Cuando las cosas van mal en la cárcel, cuando alguien o algo llega a romper la cerrada fila de los días y los baraja y revuelca en un desorden que viene de afuera, cuando esto sucede, hay ciertos síntomas infalibles, ciertas señales preliminares que anuncian la inminencia de los días malos. En la mañana, a la primera lista, un espeso sabor de trapo nos seca la boca y nos impide dar los buenos días a los compañeros de celda. Cada cual va a colocarse como puede, en espera del sargento que viene a firmar el parte. Después llega el rancho. Los rancheros no gritan su «¡Esos que agarran pan!», que los anuncia siempre, o su «esos que quieren atole», con el que rompen el poco encanto que aún ha dejado el sueño en quienes se tambalean sin acabar de convencerse que están presos, que están en la cárcel.
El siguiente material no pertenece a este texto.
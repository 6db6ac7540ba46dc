//! # teamboard-entity
//!
//! Domain entity models for TeamBoard. Every struct in this crate
//! represents a database table row or a domain value object. All entities
//! derive `Debug`, `Clone`, `Serialize`, `Deserialize`, and database
//! entities additionally derive `sqlx::FromRow`.
//!
//! Entities serialize with camelCase field names, which is the wire format
//! of the HTTP API.

pub mod audit;
pub mod board;
pub mod card;
pub mod column;
pub mod document;
pub mod task;
pub mod team;
pub mod user;
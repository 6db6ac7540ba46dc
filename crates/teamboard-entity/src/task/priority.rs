//! Task priority enumeration.

use serde::{Deserialize, Serialize};
use std::fmt;
use std::str::FromStr;

use teamboard_core::AppError;

/// Priority of a task.
#[derive(
    Debug, Clone, Copy, Default, PartialEq, Eq, Hash, Serialize, Deserialize, sqlx::Type,
)]
#[sqlx(type_name = "task_priority", rename_all = "lowercase")]
#[serde(rename_all = "lowercase")]
pub enum TaskPriority {
    /// Low priority.
    Low,
    /// Medium priority.
    #[default]
    Medium,
    /// High priority; counted separately in board statistics.
    High,
}

impl TaskPriority {
    /// Return the priority as a lowercase string.
    pub fn as_str(&self) -> &'static str {
        match self {
            Self::Low => "low",
            Self::Medium => "medium",
            Self::High => "high",
        }
    }
}

impl fmt::Display for TaskPriority {
    fn fmt(&self, f: &mut fmt::Formatter<'_>) -> fmt::Result {
        write!(f, "{}", self.as_str())
    }
}

impl FromStr for TaskPriority {
    type Err = AppError;

    fn from_str(s: &str) -> Result<Self, Self::Err> {
        match s.trim().to_lowercase().as_str() {
            "low" => Ok(Self::Low),
            "medium" => Ok(Self::Medium),
            "high" => Ok(Self::High),
            _ => Err(AppError::validation(format!(
                "Invalid priority: '{s}'. Expected one of: low, medium, high"
            ))),
        }
    }
}
//! Team document entity model.

use chrono::{DateTime, Utc};
use serde::{Deserialize, Serialize};
use sqlx::FromRow;
use uuid::Uuid;

/// Content type recorded when the upload carries none.
pub const DEFAULT_CONTENT_TYPE: &str = "application/octet-stream";

/// A file uploaded to a team, stored inline.
#[derive(Debug, Clone, Serialize, Deserialize, FromRow)]
#[serde(rename_all = "camelCase")]
pub struct Document {
    /// Unique document identifier.
    pub id: Uuid,
    /// Owning team.
    pub team_id: Uuid,
    /// Uploader.
    pub owner_user_id: Uuid,
    /// Display title.
    pub title: String,
    /// Original file name.
    pub file_name: String,
    /// MIME type.
    pub content_type: String,
    /// Raw bytes.
    #[serde(skip)]
    pub data: Vec<u8>,
    /// Size in bytes.
    pub size: i64,
    /// When the document was uploaded.
    pub created_at: DateTime<Utc>,
}

impl Document {
    /// Metadata view without the payload.
    pub fn summary(&self) -> DocumentSummary {
        DocumentSummary {
            id: self.id,
            team_id: self.team_id,
            owner_user_id: self.owner_user_id,
            title: self.title.clone(),
            file_name: self.file_name.clone(),
            content_type: self.content_type.clone(),
            size: self.size,
            created_at: self.created_at,
        }
    }
}

/// Document metadata as listed.
#[derive(Debug, Clone, Serialize, Deserialize, FromRow)]
#[serde(rename_all = "camelCase")]
pub struct DocumentSummary {
    /// Document identifier.
    pub id: Uuid,
    /// Owning team.
    pub team_id: Uuid,
    /// Uploader.
    pub owner_user_id: Uuid,
    /// Display title.
    pub title: String,
    /// Original file name.
    pub file_name: String,
    /// MIME type.
    pub content_type: String,
    /// Size in bytes.
    pub size: i64,
    /// When the document was uploaded.
    pub created_at: DateTime<Utc>,
}

/// Data required to store a document.
#[derive(Debug, Clone)]
pub struct CreateDocument {
    /// Owning team.
    pub team_id: Uuid,
    /// Uploader.
    pub owner_user_id: Uuid,
    /// Title.
    pub title: String,
    /// File name.
    pub file_name: String,
    /// MIME type.
    pub content_type: String,
    /// Payload.
    pub data: Vec<u8>,
}

impl CreateDocument {
    /// Materialize the document row.
    pub fn into_document(self) -> Document {
        Document {
            id: Uuid::new_v4(),
            team_id: self.team_id,
            owner_user_id: self.owner_user_id,
            title: self.title,
            file_name: self.file_name,
            content_type: self.content_type,
            size: self.data.len() as i64,
            data: self.data,
            created_at: Utc::now(),
        }
    }
}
La comida llega en silencio y cada cual se acerca con su plato y su pocillo para recibir la ración que le corresponde y ni protesta, ni pide más, ni dice nada. Solamente se quedan mirando al vigilante, al «mono», como a un ser venido de otro mundo. Los que van a los baños de vapor perciben más de cerca y con mayor evidencia al nuevo huésped impalpable, agobiador, imposible. Se jabonan en silencio y mientras se secan con la toalla, se quedan largo rato mirando hacia el vacío, no como cuando se acuerdan «de afuera», sino como si miraran una nada gris y mezquina que se los está tragando lentamente. 
 

   Y así pasa el día en medio de signos, de sórdidos hitos que anuncian una sola presencia: el miedo. El miedo de la cárcel, el miedo con polvoriento sabor a tezontle, a ladrillo centenario, a pólvora vieja, a bayoneta recién aceitada, a rata enferma, a reja que gime su óxido de años, a grasa de los cuerpos que se debaten sobre el helado cemento de las literas y exudan la desventura y el insomnio.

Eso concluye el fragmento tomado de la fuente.